*About this exercise*: Bring together all lines from the listing below that contain the string "trim".
—————
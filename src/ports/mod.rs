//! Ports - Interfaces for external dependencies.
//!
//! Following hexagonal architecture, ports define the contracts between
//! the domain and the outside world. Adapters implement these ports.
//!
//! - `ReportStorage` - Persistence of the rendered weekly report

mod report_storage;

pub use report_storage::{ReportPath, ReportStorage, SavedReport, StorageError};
—————
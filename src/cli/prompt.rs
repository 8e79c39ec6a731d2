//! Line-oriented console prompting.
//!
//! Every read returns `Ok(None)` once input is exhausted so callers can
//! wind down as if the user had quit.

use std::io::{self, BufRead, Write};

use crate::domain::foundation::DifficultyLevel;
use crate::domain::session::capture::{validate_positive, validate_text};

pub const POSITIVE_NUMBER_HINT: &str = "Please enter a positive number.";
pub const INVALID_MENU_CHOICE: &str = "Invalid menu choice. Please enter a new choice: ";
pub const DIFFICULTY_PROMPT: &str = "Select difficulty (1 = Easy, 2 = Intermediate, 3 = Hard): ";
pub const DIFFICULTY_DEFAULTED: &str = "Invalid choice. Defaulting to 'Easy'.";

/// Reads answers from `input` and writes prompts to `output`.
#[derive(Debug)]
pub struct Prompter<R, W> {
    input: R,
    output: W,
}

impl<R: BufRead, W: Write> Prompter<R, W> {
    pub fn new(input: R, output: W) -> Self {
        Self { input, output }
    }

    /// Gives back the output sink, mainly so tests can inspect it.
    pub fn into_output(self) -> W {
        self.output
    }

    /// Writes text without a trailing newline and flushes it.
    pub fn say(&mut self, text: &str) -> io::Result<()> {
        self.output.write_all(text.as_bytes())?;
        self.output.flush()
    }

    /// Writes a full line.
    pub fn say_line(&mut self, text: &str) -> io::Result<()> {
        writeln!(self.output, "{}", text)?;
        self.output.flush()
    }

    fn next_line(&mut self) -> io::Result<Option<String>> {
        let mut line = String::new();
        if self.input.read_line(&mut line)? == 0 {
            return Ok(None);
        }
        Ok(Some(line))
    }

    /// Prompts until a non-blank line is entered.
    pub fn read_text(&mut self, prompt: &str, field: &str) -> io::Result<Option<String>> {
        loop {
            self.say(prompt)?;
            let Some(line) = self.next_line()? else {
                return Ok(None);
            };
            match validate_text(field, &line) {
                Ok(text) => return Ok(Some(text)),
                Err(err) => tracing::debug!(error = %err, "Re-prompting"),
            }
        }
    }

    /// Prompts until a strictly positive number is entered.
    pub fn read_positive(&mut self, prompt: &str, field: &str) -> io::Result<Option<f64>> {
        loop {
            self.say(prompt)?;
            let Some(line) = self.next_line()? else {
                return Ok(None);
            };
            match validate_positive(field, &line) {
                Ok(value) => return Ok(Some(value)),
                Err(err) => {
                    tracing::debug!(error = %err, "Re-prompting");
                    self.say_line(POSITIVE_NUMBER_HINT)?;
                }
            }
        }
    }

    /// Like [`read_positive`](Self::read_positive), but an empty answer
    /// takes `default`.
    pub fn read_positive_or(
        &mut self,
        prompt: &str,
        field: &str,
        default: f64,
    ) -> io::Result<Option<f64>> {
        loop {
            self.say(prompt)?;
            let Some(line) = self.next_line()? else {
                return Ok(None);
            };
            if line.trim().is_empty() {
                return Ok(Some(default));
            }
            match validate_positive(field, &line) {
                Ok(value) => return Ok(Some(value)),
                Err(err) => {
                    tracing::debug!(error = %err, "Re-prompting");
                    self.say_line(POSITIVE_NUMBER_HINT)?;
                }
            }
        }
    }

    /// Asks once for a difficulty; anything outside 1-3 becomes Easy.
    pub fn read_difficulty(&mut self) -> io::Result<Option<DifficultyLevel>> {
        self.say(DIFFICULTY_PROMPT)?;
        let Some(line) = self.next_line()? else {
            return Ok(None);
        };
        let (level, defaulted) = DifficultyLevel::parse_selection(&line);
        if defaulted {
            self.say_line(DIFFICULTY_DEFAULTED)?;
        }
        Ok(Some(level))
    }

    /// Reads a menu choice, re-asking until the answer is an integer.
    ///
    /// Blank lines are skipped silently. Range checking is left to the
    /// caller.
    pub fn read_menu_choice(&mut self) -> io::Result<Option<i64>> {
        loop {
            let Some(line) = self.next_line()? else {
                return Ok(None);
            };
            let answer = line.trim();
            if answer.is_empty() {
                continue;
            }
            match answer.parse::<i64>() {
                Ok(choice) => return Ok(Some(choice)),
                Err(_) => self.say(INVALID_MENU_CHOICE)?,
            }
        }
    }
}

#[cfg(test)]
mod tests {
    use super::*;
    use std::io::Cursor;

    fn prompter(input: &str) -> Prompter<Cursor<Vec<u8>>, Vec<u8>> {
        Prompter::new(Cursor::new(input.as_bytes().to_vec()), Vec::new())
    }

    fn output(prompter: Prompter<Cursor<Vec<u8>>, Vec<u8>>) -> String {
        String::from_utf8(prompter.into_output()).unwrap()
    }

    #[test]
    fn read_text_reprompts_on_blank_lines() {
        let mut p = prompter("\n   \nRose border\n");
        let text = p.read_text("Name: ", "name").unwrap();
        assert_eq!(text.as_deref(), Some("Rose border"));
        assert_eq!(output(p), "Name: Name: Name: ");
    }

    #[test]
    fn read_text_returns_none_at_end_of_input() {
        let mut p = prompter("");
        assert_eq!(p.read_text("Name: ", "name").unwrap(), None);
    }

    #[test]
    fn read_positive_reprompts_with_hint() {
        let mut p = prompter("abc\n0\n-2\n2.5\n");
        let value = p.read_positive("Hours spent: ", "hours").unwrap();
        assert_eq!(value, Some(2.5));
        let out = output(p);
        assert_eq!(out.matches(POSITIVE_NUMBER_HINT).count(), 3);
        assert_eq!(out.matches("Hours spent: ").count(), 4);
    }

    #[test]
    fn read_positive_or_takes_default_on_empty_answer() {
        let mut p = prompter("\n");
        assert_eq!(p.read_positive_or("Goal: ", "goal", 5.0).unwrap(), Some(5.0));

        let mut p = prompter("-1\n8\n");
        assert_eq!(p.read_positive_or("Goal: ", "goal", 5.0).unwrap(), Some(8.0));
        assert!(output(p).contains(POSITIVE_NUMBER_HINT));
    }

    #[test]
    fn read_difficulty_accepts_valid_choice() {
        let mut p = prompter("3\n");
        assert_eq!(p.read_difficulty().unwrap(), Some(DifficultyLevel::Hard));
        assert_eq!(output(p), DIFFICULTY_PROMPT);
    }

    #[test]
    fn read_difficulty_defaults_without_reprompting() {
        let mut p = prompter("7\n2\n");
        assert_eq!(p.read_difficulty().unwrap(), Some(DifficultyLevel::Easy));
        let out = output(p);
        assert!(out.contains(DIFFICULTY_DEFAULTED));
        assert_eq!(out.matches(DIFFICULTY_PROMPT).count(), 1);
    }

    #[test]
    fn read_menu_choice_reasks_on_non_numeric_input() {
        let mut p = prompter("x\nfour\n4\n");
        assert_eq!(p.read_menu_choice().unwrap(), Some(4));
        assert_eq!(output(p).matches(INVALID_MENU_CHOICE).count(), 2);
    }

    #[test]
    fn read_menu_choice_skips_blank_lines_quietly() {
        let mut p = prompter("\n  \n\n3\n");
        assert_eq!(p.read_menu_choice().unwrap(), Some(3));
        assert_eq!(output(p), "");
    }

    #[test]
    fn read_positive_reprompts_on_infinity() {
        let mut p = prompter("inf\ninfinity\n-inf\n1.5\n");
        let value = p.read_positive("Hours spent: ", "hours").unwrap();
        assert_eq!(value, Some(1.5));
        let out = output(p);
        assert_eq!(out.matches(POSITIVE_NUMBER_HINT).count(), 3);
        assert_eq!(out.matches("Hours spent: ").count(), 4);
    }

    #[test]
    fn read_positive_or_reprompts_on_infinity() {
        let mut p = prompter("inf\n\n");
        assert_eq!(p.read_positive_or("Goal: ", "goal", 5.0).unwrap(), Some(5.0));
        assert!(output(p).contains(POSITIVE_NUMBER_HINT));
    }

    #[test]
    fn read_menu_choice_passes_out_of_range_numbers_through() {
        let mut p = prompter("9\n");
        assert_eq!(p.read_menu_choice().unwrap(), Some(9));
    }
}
—————
*Written response*:
            if line.trim().is_empty() {
            let answer = line.trim();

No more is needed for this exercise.